Figure 1.

Telomere biology and damage signaling. A, Elongation in germline/stem cells. The shelterin complex mediates telomere elongation by recruiting telomerase. Shelterin also represses the DNA damage response by preventing the activation of ATM and ATR through TPP1 and POT1 proteins, respectively. TPP1 is anchored to the chromosome by POT1 and TRF (telomeric repeat binding factor 1), which is another component of the shelterin complex. B, Telomere shortening in somatic cells. Somatic divisions entail telomere shortening due to the inhibition of telomerase recruitment mediated by the POT1 protein.
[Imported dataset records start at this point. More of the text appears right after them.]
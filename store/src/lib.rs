pub mod client;
pub mod memory;
pub mod wire;

use chrono::{DateTime, Utc};

// ---------------------------------------------------------------------------
// Domain types — clean model, independent of the row store's wire format
// ---------------------------------------------------------------------------

/// One competitor's score row in one event.
///
/// Rows are created when a competitor registers into an event (score fields
/// zero) and updated in place as judges submit scores and as tie-breaks
/// resolve. The wire-level `placement` column is a write-time mirror of
/// `final_rank` and is deliberately absent here — it is never read back as a
/// second source of truth.
#[derive(Debug, Clone, Default, PartialEq)]
pub struct CompetitorScore {
    /// Score row id, store-assigned.
    pub id: String,
    /// The competitor/participant entity this row scores (distinct from `id`).
    pub competitor_id: String,
    pub name: String,
    /// Aggregate judge score; source of truth for initial ranking.
    pub total_score: f64,
    /// Individual judge scores, kept for display and audit only.
    pub judge_scores: Option<[f64; 3]>,
    /// Competition rank derived from `total_score`. Ties share a rank.
    pub rank: Option<u32>,
    /// The rank persisted as authoritative after a tie-break resolution.
    pub final_rank: Option<u32>,
    pub medal: Option<Medal>,
    /// Seasonal points earned from (tournament class, final rank, field size).
    pub points: u32,
    pub tie_break: TieBreakStatus,
    pub updated_at: Option<DateTime<Utc>>,
}

impl CompetitorScore {
    /// Whether this row has been through a tie-break (selected or not).
    pub fn has_tie_break(&self) -> bool {
        self.tie_break.is_set()
    }
}

/// Per-competitor tie-break state.
///
/// `Unset` means the row has never been through a tie-break. `Selected`
/// records the operator-chosen order among the tie-break winners (1-based).
/// The string forms stored by the backend (`"selected_2"`, `"unselected"`)
/// exist only at the wire boundary.
#[derive(Debug, Clone, Default, PartialEq, Eq)]
pub enum TieBreakStatus {
    #[default]
    Unset,
    Unselected,
    Selected {
        order: u32,
    },
}

impl TieBreakStatus {
    /// True for any state other than `Unset`.
    pub fn is_set(&self) -> bool {
        !matches!(self, TieBreakStatus::Unset)
    }

    pub fn selected_order(&self) -> Option<u32> {
        match self {
            TieBreakStatus::Selected { order } => Some(*order),
            _ => None,
        }
    }
}

#[derive(Debug, Clone, Copy, PartialEq, Eq)]
pub enum Medal {
    Gold,
    Silver,
    Bronze,
}

impl Medal {
    /// Medal for a final rank: 1–3 earn one, everything below none.
    pub fn from_rank(final_rank: u32) -> Option<Self> {
        match final_rank {
            1 => Some(Medal::Gold),
            2 => Some(Medal::Silver),
            3 => Some(Medal::Bronze),
            _ => None,
        }
    }

    pub fn glyph(&self) -> &'static str {
        match self {
            Medal::Gold => "🥇",
            Medal::Silver => "🥈",
            Medal::Bronze => "🥉",
        }
    }
}

/// Competition tier, determining the points schedule.
#[derive(Debug, Clone, Copy, PartialEq, Eq)]
pub enum TournamentClass {
    AAA,
    AA,
    A,
    B,
    C,
}

impl TournamentClass {
    /// Parse a stored class label.
    ///
    /// Labels may be composite ("AA - Nationals"); the leading token is
    /// extracted and upper-cased before lookup, so parsing its own output is
    /// a no-op. Empty or unrecognized input yields `None`.
    pub fn parse(label: &str) -> Option<Self> {
        let token = label
            .split(|c: char| c == '-' || c.is_whitespace())
            .find(|t| !t.is_empty())?;
        match token.to_ascii_uppercase().as_str() {
            "AAA" => Some(TournamentClass::AAA),
            "AA" => Some(TournamentClass::AA),
            "A" => Some(TournamentClass::A),
            "B" => Some(TournamentClass::B),
            "C" => Some(TournamentClass::C),
            _ => None,
        }
    }

    pub fn label(&self) -> &'static str {
        match self {
            TournamentClass::AAA => "AAA",
            TournamentClass::AA => "AA",
            TournamentClass::A => "A",
            TournamentClass::B => "B",
            TournamentClass::C => "C",
        }
    }
}

/// Aggregate three judge scores into a row's `total_score`.
///
/// Sum, rounded to one decimal so entry and recomputation agree.
pub fn total_of(judges: [f64; 3]) -> f64 {
    let sum: f64 = judges.iter().sum();
    (sum * 10.0).round() / 10.0
}

// ---------------------------------------------------------------------------
// Row updates
// ---------------------------------------------------------------------------

/// Tri-state change to one column: leave it alone, null it out, or set it.
#[derive(Debug, Clone, Default, PartialEq, Eq)]
pub enum Field<T> {
    #[default]
    Keep,
    Clear,
    Set(T),
}

impl<T> Field<T> {
    pub fn is_keep(&self) -> bool {
        matches!(self, Field::Keep)
    }
}

/// A partial update to one score row.
///
/// Built through the setter methods only: `final_rank` and the wire-level
/// `placement` mirror always change together, so a coordinator write cannot
/// make them diverge.
#[derive(Debug, Clone, Default, PartialEq)]
pub struct ScoreUpdate {
    pub(crate) rank: Field<u32>,
    pub(crate) final_rank: Field<u32>,
    pub(crate) placement: Field<u32>,
    pub(crate) medal: Field<Medal>,
    pub(crate) points: Field<u32>,
    pub(crate) tie_break: Field<TieBreakStatus>,
}

impl ScoreUpdate {
    pub fn new() -> Self {
        Self::default()
    }

    pub fn rank(mut self, rank: u32) -> Self {
        self.rank = Field::Set(rank);
        self
    }

    /// Set the authoritative final rank. Writes `placement` to the same value.
    pub fn final_placement(mut self, final_rank: u32) -> Self {
        self.final_rank = Field::Set(final_rank);
        self.placement = Field::Set(final_rank);
        self
    }

    /// Null out the final rank and its `placement` mirror together.
    pub fn clear_final_placement(mut self) -> Self {
        self.final_rank = Field::Clear;
        self.placement = Field::Clear;
        self
    }

    pub fn medal(mut self, medal: Option<Medal>) -> Self {
        self.medal = match medal {
            Some(m) => Field::Set(m),
            None => Field::Clear,
        };
        self
    }

    pub fn points(mut self, points: u32) -> Self {
        self.points = Field::Set(points);
        self
    }

    pub fn clear_points(mut self) -> Self {
        self.points = Field::Clear;
        self
    }

    pub fn tie_break(mut self, status: TieBreakStatus) -> Self {
        self.tie_break = Field::Set(status);
        self
    }

    pub fn clear_tie_break(mut self) -> Self {
        self.tie_break = Field::Clear;
        self
    }

    /// True when no column would change.
    pub fn is_empty(&self) -> bool {
        self.rank.is_keep()
            && self.final_rank.is_keep()
            && self.placement.is_keep()
            && self.medal.is_keep()
            && self.points.is_keep()
            && self.tie_break.is_keep()
    }
}

#[cfg(test)]
mod tests {
    use super::*;

    #[test]
    fn class_parse_extracts_leading_token() {
        assert_eq!(TournamentClass::parse("AA - Nationals"), Some(TournamentClass::AA));
        assert_eq!(TournamentClass::parse("aaa"), Some(TournamentClass::AAA));
        assert_eq!(TournamentClass::parse("  b regional"), Some(TournamentClass::B));
    }

    #[test]
    fn class_parse_is_idempotent() {
        for label in ["AAA", "AA", "A", "B", "C"] {
            let class = TournamentClass::parse(label).unwrap();
            assert_eq!(TournamentClass::parse(class.label()), Some(class));
        }
    }

    #[test]
    fn class_parse_rejects_unknown_and_empty() {
        assert_eq!(TournamentClass::parse(""), None);
        assert_eq!(TournamentClass::parse("   "), None);
        assert_eq!(TournamentClass::parse("D - Open"), None);
    }

    #[test]
    fn medal_from_rank_covers_podium_only() {
        assert_eq!(Medal::from_rank(1), Some(Medal::Gold));
        assert_eq!(Medal::from_rank(2), Some(Medal::Silver));
        assert_eq!(Medal::from_rank(3), Some(Medal::Bronze));
        assert_eq!(Medal::from_rank(4), None);
        assert_eq!(Medal::from_rank(0), None);
    }

    #[test]
    fn judge_total_rounds_to_one_decimal() {
        assert_eq!(total_of([9.1, 9.2, 9.3]), 27.6);
        assert_eq!(total_of([8.05, 8.05, 8.0]), 24.1);
    }

    #[test]
    fn final_placement_moves_both_columns() {
        let update = ScoreUpdate::new().final_placement(2);
        assert_eq!(update.final_rank, Field::Set(2));
        assert_eq!(update.placement, Field::Set(2));

        let cleared = ScoreUpdate::new().clear_final_placement();
        assert_eq!(cleared.final_rank, Field::Clear);
        assert_eq!(cleared.placement, Field::Clear);
    }
}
C, Extremely short telomere. The shelterin complex cannot bind critically short telomeres. DNA damage response ATM/ATR activates the TP53/p21 cascade to inhibit CDK1/2. DNA damage markers such as γH2AX and TP53BP1 bind the short telomeres. DNA damage signaling mediates senescence, cell cycle arrest, and apoptosis. D,POT1 p.Arg117Cys (p.R117C) mutation carriers. The POT1 p.R117C mutation prevents POT1 from binding to TPP1 and from forming the OB‐fold to bind single‐strand DNA, which prevents POT1 from repressing ATR signaling. Telomere damage response is activated in POT1 p.R117C mutation carriers.